I've run scripts/format.sh to lint the changes in this PR.
I've included any doc changes needed for https://docs.ray.io/en/master/.
- I've added any new APIs to the API Reference. For example, if I added a
  method in Tune, I've added it in doc/source/tune/api/ under the
  corresponding .rst file.
I've made sure the tests are passing. Note that there might be a few flaky tests, see the recent failures at https://flakey-tests.ray.io/
Testing Strategy
- Unit tests
- Release tests
- This PR is not tested :(

Signed-off-by: Cheng Su <scnju13@gmail.com>

c21 · 2023-12-20T20:53:59Z

It's hard to understand a unit test given it depends on failure from prefetching metadata.

I can run the Parquet metadata prefetching release test, to make sure it still works - https://github.com/ray-project/ray/blob/master/release/release_tests.yaml#L5485 .

Signed-off-by: Cheng Su <scnju13@gmail.com>

scottjlee · 2023-12-20T22:08:08Z

python/ray/data/datasource/parquet_datasource.py

+# The application-level exceptions to retry for metadata prefetching task.
+# Default to retry on `OSError` because AWS S3 would throw this transient
+# error when load is too high.
+RETRY_EXCEPTIONS_FOR_META_FETCH_TASK = [OSError]


should we add this in general for all FileBasedDatasource reads?

ray/python/ray/data/datasource/file_based_datasource.py

Line 68 in 9740642

OPEN_FILE_RETRY_ON_ERRORS = ["AWS Error SLOW_DOWN"]

Only Parquet has this metadata prefetching. So we can add it first here.

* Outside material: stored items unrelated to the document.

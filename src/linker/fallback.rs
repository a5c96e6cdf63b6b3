//! Fallback shorthand index
//!
//! Maps a namespace shorthand (last path segment) to every full target that
//! shares it, so an ambiguous shorthand can be resolved by namespace
//! proximity instead of by whichever file happened to claim the map key.

use std::collections::{BTreeMap, HashMap};
use std::sync::{Arc, RwLock};

use crate::linker::path::{fold_case, last_segment};
use crate::linker::registry::{Candidate, CandidateRegistry, RegistryId};

/// `shorthand → [(full_key, Candidate)]`, ordered by full key
#[derive(Debug, Clone, Default)]
pub struct FallbackIndex {
    entries: HashMap<String, Vec<(String, Candidate)>>,
    max_key_chars: usize,
    ignore_case: bool,
}

impl FallbackIndex {
    /// Build from a registry's candidate map.
    pub fn build(registry: &CandidateRegistry, ignore_case: bool) -> Self {
        // One entry per distinct target; prefer the candidate without an explicit alias
        let mut targets: BTreeMap<String, Candidate> = BTreeMap::new();
        for candidate in registry.candidate_map().values() {
            let target = candidate.target();
            if !target.contains('/') {
                continue;
            }
            let plain = Candidate {
                canonical: target.to_string(),
                namespace: candidate.namespace.clone(),
                scoped: candidate.scoped,
            };
            targets.entry(target.to_string()).or_insert(plain);
        }

        let mut entries: HashMap<String, Vec<(String, Candidate)>> = HashMap::new();
        let mut max_key_chars = 0;
        for (target, candidate) in targets {
            let shorthand = fold_case(last_segment(&target), ignore_case);
            if shorthand.is_empty() {
                continue;
            }
            max_key_chars = max_key_chars.max(shorthand.chars().count());
            entries.entry(shorthand).or_default().push((target, candidate));
        }

        Self {
            entries,
            max_key_chars,
            ignore_case,
        }
    }

    pub fn get(&self, shorthand: &str) -> Option<&[(String, Candidate)]> {
        self.entries.get(shorthand).map(Vec::as_slice)
    }

    pub fn contains(&self, shorthand: &str) -> bool {
        self.entries.contains_key(shorthand)
    }

    /// Longest shorthand in chars; bounds fallback extension.
    pub fn max_key_chars(&self) -> usize {
        self.max_key_chars
    }

    /// Case mode the shorthands were folded with.
    pub fn ignore_case(&self) -> bool {
        self.ignore_case
    }

    pub fn len(&self) -> usize {
        self.entries.len()
    }

    pub fn is_empty(&self) -> bool {
        self.entries.is_empty()
    }
}

/// Caller-owned memo of fallback indexes keyed by registry identity and case mode.
///
/// Each entry is written once per registry version; readers share it by `Arc`.
#[derive(Debug, Default)]
pub struct FallbackCache {
    indexes: RwLock<HashMap<(RegistryId, bool), Arc<FallbackIndex>>>,
}

impl FallbackCache {
    pub fn new() -> Self {
        Self::default()
    }

    pub fn get_or_build(&self, registry: &CandidateRegistry, ignore_case: bool) -> Arc<FallbackIndex> {
        let key = (registry.id(), ignore_case);
        if let Ok(indexes) = self.indexes.read() {
            if let Some(index) = indexes.get(&key) {
                return Arc::clone(index);
            }
        }

        let built = Arc::new(FallbackIndex::build(registry, ignore_case));
        match self.indexes.write() {
            Ok(mut indexes) => Arc::clone(indexes.entry(key).or_insert(built)),
            Err(_) => built,
        }
    }

    /// Drop indexes built for registries other than `keep`.
    pub fn retain_registry(&self, keep: RegistryId) {
        if let Ok(mut indexes) = self.indexes.write() {
            indexes.retain(|(id, _), _| *id == keep);
        }
    }

    pub fn len(&self) -> usize {
        self.indexes.read().map(|indexes| indexes.len()).unwrap_or(0)
    }

    pub fn is_empty(&self) -> bool {
        self.len() == 0
    }
}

For all file-based datasources, looks like the expoential backoff retry is working.

scottjlee · 2023-12-20T22:24:22Z

python/ray/data/datasource/parquet_datasource.py

@@ -47,6 +47,15 @@
 FRAGMENTS_PER_META_FETCH = 6
 PARALLELIZE_META_FETCH_THRESHOLD = 24

+# The `num_cpus` for each metadata prefetching task.
+# Default to 0.5 instead of 1 because it is cheaper than normal read task.
+NUM_CPUS_FOR_META_FETCH_TASK = 0.5


so currently, there is no configurable way (e.g. through DataContext) to modify this right?

yes, I am hesitating to add to DataContext (which exposed to users). If we see this is a value needed by users, we can expose it later. For now, let's start w/ a varilable, so at least we (internal developer) can change it.

raulchen · 2023-12-20T22:35:55Z

python/ray/data/tests/test_parquet.py

@@ -206,7 +206,10 @@ def test_parquet_read_meta_provider(ray_start_regular_shared, fs, data_path):
    pq.write_table(table, path2, filesystem=fs)

    class TestMetadataProvider(DefaultParquetMetadataProvider):
-        def prefetch_file_metadata(self, fragments):
+        def prefetch_file_metadata(self, fragments, **ray_remote_args):
+            assert ray_remote_args["num_cpus"] == 0.5


Suggested change

assert ray_remote_args["num_cpus"] == 0.5

assert ray_remote_args["num_cpus"] == NUM_CPUS_FOR_META_FETCH_TASK

Signed-off-by: Cheng Su <scnju13@gmail.com>

c21 · 2023-12-21T01:41:46Z

Reran the Parquet metadata release test, no regression - https://buildkite.com/ray-project/release/builds/4714#018c89f0-5bde-4011-835d-90d244d2c3f0 .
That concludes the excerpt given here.